IL PD È CONSAPEVOLE di non potersi muovere su quel terreno. I vertici del Nazareno, sia interni che esterni al governo, sanno benissimo che alternative a ArcelorMittal per ora non ce ne sono e che l’unica via per convincere la multinazionale a ripensarci è reintrodurre quelle garanzie che anche i sindacati invocano a voce altissima. Non con un emendamento però, perché quella via è sbarrata dai pentastellati. Magari con qualche garanzia che non obblighi al voto parlamentare, che permetta di dire e non dire, accompagnata da un aumento del sostegno sia dello Stato che dell’Unione europea.

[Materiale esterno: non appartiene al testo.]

//! REST surface for the connector

use std::sync::Arc;

use axum::extract::{Path, Query, State};
use axum::http::StatusCode;
use axum::routing::{get, post};
use axum::{Json, Router};
use serde::Deserialize;
use serde_json::Value;
use tower_http::trace::TraceLayer;

use crate::error::{ApiError, Result};
use crate::state::AppState;
use crate::{receive, transmit};

/// JSON body for an inbound HL7 submission
#[derive(Debug, Deserialize)]
pub struct MessageRequest {
    /// Base64-encoded HL7 v2 message
    pub body: String,
}

/// JSON body for a message update (only `is_processed` is updatable)
#[derive(Debug, Deserialize)]
pub struct MessageUpdate {
    pub is_processed: bool,
}

/// JSON body for a CDA submission
#[derive(Debug, Deserialize)]
pub struct CdaMessageRequest {
    pub content: String,
    #[serde(rename = "type")]
    pub message_type: String,
}

#[derive(Debug, Deserialize)]
pub struct IdentifierQuery {
    pub identifier_type: String,
    pub identifier: String,
}

/// Build the axum router for the `/dhos/v1` surface
pub fn router(state: Arc<AppState>) -> Router {
    Router::new()
        .route("/dhos/v1/message", post(create_and_process_message))
        .route(
            "/dhos/v1/message/search",
            get(get_hl7_message_by_identifier),
        )
        .route(
            "/dhos/v1/message/search/{message_control_id}",
            get(get_hl7_message_by_message_control_id),
        )
        .route(
            "/dhos/v1/message/{message_uuid}",
            get(get_hl7_message).patch(update_message),
        )
        .route("/dhos/v1/oru_message", post(create_oru_message))
        .route("/dhos/v1/cda_message", post(create_cda_message))
        .layer(TraceLayer::new_for_http())
        .with_state(state)
}

async fn create_and_process_message(
    State(state): State<Arc<AppState>>,
    Json(message_details): Json<MessageRequest>,
) -> Result<Json<receive::InboundMessageResponse>> {
    let response =
        receive::create_and_process_hl7_message(&state, &message_details.body).await?;
    Ok(Json(response))
}

async fn update_message(
    State(state): State<Arc<AppState>>,
    Path(message_uuid): Path<String>,
    Json(update): Json<MessageUpdate>,
) -> Result<StatusCode> {
    receive::update_hl7_message(&state, &message_uuid, update.is_processed).await?;
    Ok(StatusCode::NO_CONTENT)
}

async fn get_hl7_message(
    State(state): State<Arc<AppState>>,
    Path(message_uuid): Path<String>,
) -> Result<Json<dhc_store::MessageResponse>> {
    Ok(Json(receive::get_hl7_message(&state, &message_uuid).await?))
}

async fn get_hl7_message_by_message_control_id(
    State(state): State<Arc<AppState>>,
    Path(message_control_id): Path<String>,
) -> Result<Json<Vec<dhc_store::MessageResponse>>> {
    Ok(Json(
        receive::get_hl7_message_by_control_id(&state, &message_control_id).await?,
    ))
}

async fn get_hl7_message_by_identifier(
    State(state): State<Arc<AppState>>,
    Query(query): Query<IdentifierQuery>,
) -> Result<Json<Vec<dhc_store::MessageResponse>>> {
    Ok(Json(
        receive::get_hl7_message_by_identifier(&state, &query.identifier_type, &query.identifier)
            .await?,
    ))
}

async fn create_oru_message(
    State(state): State<Arc<AppState>>,
    Json(message_details): Json<Value>,
) -> Result<StatusCode> {
    let data = message_details
        .get("actions")
        .and_then(Value::as_array)
        .and_then(|actions| {
            actions
                .iter()
                .find(|a| a.get("name").and_then(Value::as_str) == Some("process_observation_set"))
        })
        .and_then(|action| action.get("data"))
        .cloned()
        .ok_or_else(|| {
            ApiError::BadRequest(
                "Request requires a 'process_observation_set' action with data".to_string(),
            )
        })?;

    transmit::create_oru_message(&state, data).await?;
    Ok(StatusCode::NO_CONTENT)
}

async fn create_cda_message(
    State(state): State<Arc<AppState>>,
    Json(request): Json<CdaMessageRequest>,
) -> Result<StatusCode> {
    if request.message_type != "HL7v3CDA" {
        return Err(ApiError::BadRequest(format!(
            "Unsupported CDA message type {}",
            request.message_type
        )));
    }

    if state.config.mirth_host_url_base.is_empty() {
        tracing::warn!("Not sending CDA message due to config");
        return Ok(StatusCode::NOT_IMPLEMENTED);
    }

    let message = transmit::create_and_save_cda_message(&state, &request.content).await?;

    // A connection-class failure is swallowed: the record stays unprocessed
    // and the failed-request queue retries it later.
    match transmit::post_hl7_message(&state, &message).await {
        Ok(()) => {}
        Err(ApiError::ServiceUnavailable(reason)) => {
            tracing::warn!(
                hl7_message_uuid = %message.uuid,
                "Failed to send CDA message, will be handled by failed request queue: {reason}"
            );
        }
        Err(other) => return Err(other),
    }

    Ok(StatusCode::CREATED)
}
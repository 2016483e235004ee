//! HL7 message structures

use crate::delimiters::Delimiters;
use crate::error::{Error, Result};
use crate::segment::Segment;

/// An HL7 message
///
/// A message consists of multiple segments, starting with an MSH segment.
#[derive(Debug, Clone, PartialEq, Eq)]
pub struct Message {
    /// Message segments
    pub segments: Vec<Segment>,
    /// Delimiters used in this message
    pub delimiters: Delimiters,
}

impl Message {
    /// Create a new empty message with default delimiters
    pub fn new() -> Self {
        Self {
            segments: Vec::new(),
            delimiters: Delimiters::default(),
        }
    }

    /// Create a new message with custom delimiters
    pub fn with_delimiters(delimiters: Delimiters) -> Self {
        Self {
            segments: Vec::new(),
            delimiters,
        }
    }

    /// Add a segment to the message
    pub fn add_segment(&mut self, segment: Segment) {
        self.segments.push(segment);
    }

    /// Get the first segment with a specific ID
    pub fn segment(&self, id: &str) -> Option<&Segment> {
        self.segments.iter().find(|s| s.id == id)
    }

    /// Get all segments with a specific ID
    pub fn segments_by_id(&self, id: &str) -> Vec<&Segment> {
        self.segments.iter().filter(|s| s.id == id).collect()
    }

    /// Test whether the message contains a segment with the given ID
    pub fn contains_segment(&self, id: &str) -> bool {
        self.segments.iter().any(|s| s.id == id)
    }

    /// Get the MSH segment (always the first segment)
    pub fn msh(&self) -> Option<&Segment> {
        self.segments.first().filter(|s| s.id == "MSH")
    }

    /// The full MSH-9 text, components included (e.g. `ADT^A01`)
    pub fn message_type(&self) -> Option<String> {
        self.msh()
            .and_then(|msh| msh.get_field(9))
            .map(|field| field.encode(&self.delimiters))
    }

    /// The message control ID from MSH-10
    pub fn control_id(&self) -> Option<&str> {
        self.msh().and_then(|msh| msh.get_field_value(10))
    }

    /// Sending application from MSH-3
    pub fn sending_application(&self) -> Option<&str> {
        self.msh().and_then(|msh| msh.get_field_value(3))
    }

    /// Sending facility from MSH-4
    pub fn sending_facility(&self) -> Option<&str> {
        self.msh().and_then(|msh| msh.get_field_value(4))
    }

    /// Receiving application from MSH-5
    pub fn receiving_application(&self) -> Option<&str> {
        self.msh().and_then(|msh| msh.get_field_value(5))
    }

    /// Receiving facility from MSH-6
    pub fn receiving_facility(&self) -> Option<&str> {
        self.msh().and_then(|msh| msh.get_field_value(6))
    }

    /// Processing ID from MSH-11
    pub fn processing_id(&self) -> Option<&str> {
        self.msh().and_then(|msh| msh.get_field_value(11))
    }

    /// Version ID from MSH-12
    pub fn version_id(&self) -> Option<&str> {
        self.msh().and_then(|msh| msh.get_field_value(12))
    }

    /// Validate the message structure
    pub fn validate(&self) -> Result<()> {
        if self.segments.is_empty() {
            return Err(Error::InvalidSegment(
                "Message must contain at least one segment".to_string(),
            ));
        }

        if self.segments[0].id != "MSH" {
            return Err(Error::InvalidSegment(
                "First segment must be MSH".to_string(),
            ));
        }

        for segment in &self.segments {
            segment.validate_id()?;
        }

        self.delimiters.validate()?;

        Ok(())
    }

    /// Encode the message to HL7 format, segments separated by `\r`
    pub fn encode(&self) -> String {
        self.encode_with_separator("\r")
    }

    /// Encode with a custom segment separator
    pub fn encode_with_separator(&self, separator: &str) -> String {
        self.segments
            .iter()
            .map(|s| s.encode(&self.delimiters))
            .collect::<Vec<_>>()
            .join(separator)
    }

    /// Get the number of segments
    pub fn segment_count(&self) -> usize {
        self.segments.len()
    }
}

impl Default for Message {
    fn default() -> Self {
        Self::new()
    }
}
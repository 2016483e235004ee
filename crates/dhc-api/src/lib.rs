//! REST surface and message pipelines for the DHOS connector.
//!
//! Inbound, base64-encoded HL7 v2 ADT messages are decoded, transformed,
//! parsed, validated and turned into platform actions; the record is
//! persisted before the event is published, and the sender always gets a
//! well-formed ACK/NACK for anything parseable. Outbound, observation sets
//! are rendered as ORU^R01 and POSTed to the EPR service adapter (or, for
//! CDA documents, sent to Mirth over SOAP), with the returned ACK
//! correlated back onto the stored record.

pub mod config;
pub mod epr;
pub mod error;
pub mod jwt;
pub mod publisher;
pub mod receive;
pub mod router;
pub mod soap;
pub mod state;
pub mod transmit;

pub use config::Config;
pub use error::{ApiError, Result};
pub use router::router;
pub use state::AppState;
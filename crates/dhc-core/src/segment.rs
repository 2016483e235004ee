//! HL7 segment structures

use crate::delimiters::Delimiters;
use crate::error::{Error, Result};
use crate::field::Field;

/// An HL7 segment
///
/// A segment consists of a 3-character segment ID (e.g., "MSH", "PID") and
/// fields separated by the field separator.
///
/// Note: For MSH segments, the encoding is special: MSH-1 is the field
/// separator itself and MSH-2 the encoding characters, so the wire form is
/// `MSH|^~\&|...`.
#[derive(Debug, Clone, PartialEq, Eq)]
pub struct Segment {
    /// Segment ID (3 characters, e.g., "MSH", "PID")
    pub id: String,
    /// Fields in the segment (excluding the segment ID)
    pub fields: Vec<Field>,
}

impl Segment {
    /// Create a new segment with the given ID
    pub fn new<S: Into<String>>(id: S) -> Self {
        Self {
            id: id.into(),
            fields: Vec::new(),
        }
    }

    /// Add a field to the segment
    pub fn add_field(&mut self, field: Field) {
        self.fields.push(field);
    }

    /// Get a field by index (1-based, as per HL7 convention)
    ///
    /// Note: Field 0 is the segment ID itself
    pub fn get_field(&self, index: usize) -> Option<&Field> {
        if index == 0 {
            None
        } else {
            self.fields.get(index - 1)
        }
    }

    /// Get a field value as a string (convenience method)
    pub fn get_field_value(&self, index: usize) -> Option<&str> {
        self.get_field(index).and_then(|f| f.value())
    }

    /// Set a field value at the given index (1-based), extending the
    /// fields vector with empty fields if necessary
    pub fn set_field_value<S: Into<String>>(&mut self, index: usize, value: S) -> Result<()> {
        if index == 0 {
            return Err(Error::InvalidFieldAccess(
                "Cannot set field 0 (segment ID)".to_string(),
            ));
        }

        let field_index = index - 1;
        while self.fields.len() <= field_index {
            self.fields.push(Field::new());
        }
        self.fields[field_index] = Field::from_value(value);
        Ok(())
    }

    /// Get the number of fields (excluding segment ID)
    pub fn field_count(&self) -> usize {
        self.fields.len()
    }

    /// Encode the segment to HL7 format
    pub fn encode(&self, delimiters: &Delimiters) -> String {
        let mut result = self.id.clone();

        if self.id == "MSH" {
            // MSH-1 is the separator itself, MSH-2 the encoding characters.
            result.push(delimiters.field_separator);
            result.push_str(&delimiters.encoding_characters());

            for field in self.fields.iter().skip(2) {
                result.push(delimiters.field_separator);
                result.push_str(&field.encode(delimiters));
            }
        } else {
            for field in &self.fields {
                result.push(delimiters.field_separator);
                result.push_str(&field.encode(delimiters));
            }
        }

        result
    }

    /// Validate segment ID (must be 3 alphanumeric characters)
    pub fn validate_id(&self) -> Result<()> {
        if self.id.len() != 3 {
            return Err(Error::InvalidSegment(format!(
                "Segment ID must be 3 characters, got: {}",
                self.id
            )));
        }

        if !self.id.chars().all(|c| c.is_ascii_alphanumeric()) {
            return Err(Error::InvalidSegment(format!(
                "Segment ID must be alphanumeric, got: {}",
                self.id
            )));
        }

        Ok(())
    }
}
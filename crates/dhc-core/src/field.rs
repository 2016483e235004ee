//! HL7 field, component, and subcomponent structures

use crate::delimiters::Delimiters;

/// A subcomponent within a component
///
/// This is the smallest unit in the HL7 message hierarchy. The stored value
/// is the raw wire text, escape sequences included.
#[derive(Debug, Clone, PartialEq, Eq)]
pub struct SubComponent {
    pub value: String,
}

impl SubComponent {
    /// Create a new subcomponent
    pub fn new<S: Into<String>>(value: S) -> Self {
        Self {
            value: value.into(),
        }
    }

    /// Check if subcomponent is empty
    pub fn is_empty(&self) -> bool {
        self.value.is_empty()
    }

    /// Get the raw value
    pub fn as_str(&self) -> &str {
        &self.value
    }
}

impl From<&str> for SubComponent {
    fn from(value: &str) -> Self {
        Self::new(value)
    }
}

/// A component within a field
///
/// Components can contain subcomponents separated by `&`.
#[derive(Debug, Clone, Default, PartialEq, Eq)]
pub struct Component {
    pub subcomponents: Vec<SubComponent>,
}

impl Component {
    /// Create a new empty component
    pub fn new() -> Self {
        Self::default()
    }

    /// Create a component from a single value
    pub fn from_value<S: Into<String>>(value: S) -> Self {
        Self {
            subcomponents: vec![SubComponent::new(value)],
        }
    }

    /// Add a subcomponent
    pub fn add_subcomponent(&mut self, subcomponent: SubComponent) {
        self.subcomponents.push(subcomponent);
    }

    /// Get a subcomponent by index (0-based)
    pub fn get_subcomponent(&self, index: usize) -> Option<&SubComponent> {
        self.subcomponents.get(index)
    }

    /// Check if component is empty
    pub fn is_empty(&self) -> bool {
        self.subcomponents.is_empty() || self.subcomponents.iter().all(|s| s.is_empty())
    }

    /// Get the first subcomponent value (most common case)
    pub fn value(&self) -> Option<&str> {
        self.subcomponents.first().map(|s| s.as_str())
    }

    /// Encode the component
    pub fn encode(&self, delimiters: &Delimiters) -> String {
        self.subcomponents
            .iter()
            .map(|sc| sc.value.clone())
            .collect::<Vec<_>>()
            .join(&delimiters.subcomponent_separator.to_string())
    }
}

/// A repetition of a field
///
/// Fields can repeat, each repetition containing components.
#[derive(Debug, Clone, Default, PartialEq, Eq)]
pub struct Repetition {
    pub components: Vec<Component>,
}

impl Repetition {
    /// Create a new empty repetition
    pub fn new() -> Self {
        Self::default()
    }

    /// Create from a single value
    pub fn from_value<S: Into<String>>(value: S) -> Self {
        Self {
            components: vec![Component::from_value(value)],
        }
    }

    /// Add a component
    pub fn add_component(&mut self, component: Component) {
        self.components.push(component);
    }

    /// Get a component by index (0-based)
    pub fn get_component(&self, index: usize) -> Option<&Component> {
        self.components.get(index)
    }

    /// Check if repetition is empty
    pub fn is_empty(&self) -> bool {
        self.components.is_empty() || self.components.iter().all(|c| c.is_empty())
    }

    /// Get the first component's value (most common case)
    pub fn value(&self) -> Option<&str> {
        self.components.first().and_then(|c| c.value())
    }

    /// Encode the repetition
    pub fn encode(&self, delimiters: &Delimiters) -> String {
        self.components
            .iter()
            .map(|c| c.encode(delimiters))
            .collect::<Vec<_>>()
            .join(&delimiters.component_separator.to_string())
    }
}

/// A field within a segment
///
/// The hierarchy is: Field -> Repetitions -> Components -> Subcomponents
#[derive(Debug, Clone, Default, PartialEq, Eq)]
pub struct Field {
    pub repetitions: Vec<Repetition>,
}

impl Field {
    /// Create a new empty field
    pub fn new() -> Self {
        Self::default()
    }

    /// Create from a single value
    pub fn from_value<S: Into<String>>(value: S) -> Self {
        Self {
            repetitions: vec![Repetition::from_value(value)],
        }
    }

    /// Add a repetition
    pub fn add_repetition(&mut self, repetition: Repetition) {
        self.repetitions.push(repetition);
    }

    /// Get a repetition by index (0-based)
    pub fn get_repetition(&self, index: usize) -> Option<&Repetition> {
        self.repetitions.get(index)
    }

    /// Number of repetitions present
    pub fn repetition_count(&self) -> usize {
        self.repetitions.len()
    }

    /// Check if field is empty
    pub fn is_empty(&self) -> bool {
        self.repetitions.is_empty() || self.repetitions.iter().all(|r| r.is_empty())
    }

    /// Get the first repetition's value (most common case)
    pub fn value(&self) -> Option<&str> {
        self.repetitions.first().and_then(|r| r.value())
    }

    /// Encode the field
    pub fn encode(&self, delimiters: &Delimiters) -> String {
        self.repetitions
            .iter()
            .map(|r| r.encode(delimiters))
            .collect::<Vec<_>>()
            .join(&delimiters.repetition_separator.to_string())
    }

    /// Get component at (repetition, component), both 0-based
    pub fn get_component(&self, rep_index: usize, comp_index: usize) -> Option<&Component> {
        self.get_repetition(rep_index)
            .and_then(|r| r.get_component(comp_index))
    }
}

Neppure questo sentiero, peraltro stretto e molto tortuoso, è però sminato. Ieri, nel dibattito al Senato sulla richiesta di convocare subito il premier Conte, il Movimento 5 Stelle ha scelto di far intervenire Barbara Lezzi, la più ferma nell’opporsi allo scudo. Una decisione che era già di per sé un messaggio preciso. L’ex ministra non ha deluso. «Tra le multinazionali e gli italiani, prima gli italiani», ha urlato rivolta alla Lega. Ma già dalle prime parole ha chiarito di essere da sempre ostile allo scudo: «Non ce n’è bisogno. Basta che Mittal rispetti il Piano e non ci sarà alcuna necessità di uno scudo che nel contratto non era previsto». Uscendo dall’aula Lezzi rincara: «Io ho una sola parola». La fedeltà a quella parola arriverebbe sino al punto di provocare la crisi? «Sarei disposta a questo, nella misura in cui si parla della tutela della salute di un territorio che coinvolge migliaia di cittadini». Vicolo cieco anche qui, perché Barbara Lezzi non parla a titolo personale ma ci sono 35 senatori pentastellati pronti a seguirla costi quel che costi. Bastano e avanzano per far cadere il governo. Poco dopo infatti il Blog delle Stelle sottoscrive: «Non permetteremo ricatti di una multinazionale allo Stato italiano».

IN SERATA CONTE, a cui non difetta l’ottimismo, si dichiara «fiducioso» nell’incontro di stamattina. Ma la via per uscire dal labirinto, se la fiducia si dimostrerà mal riposta, non la conosce nemmeno lui.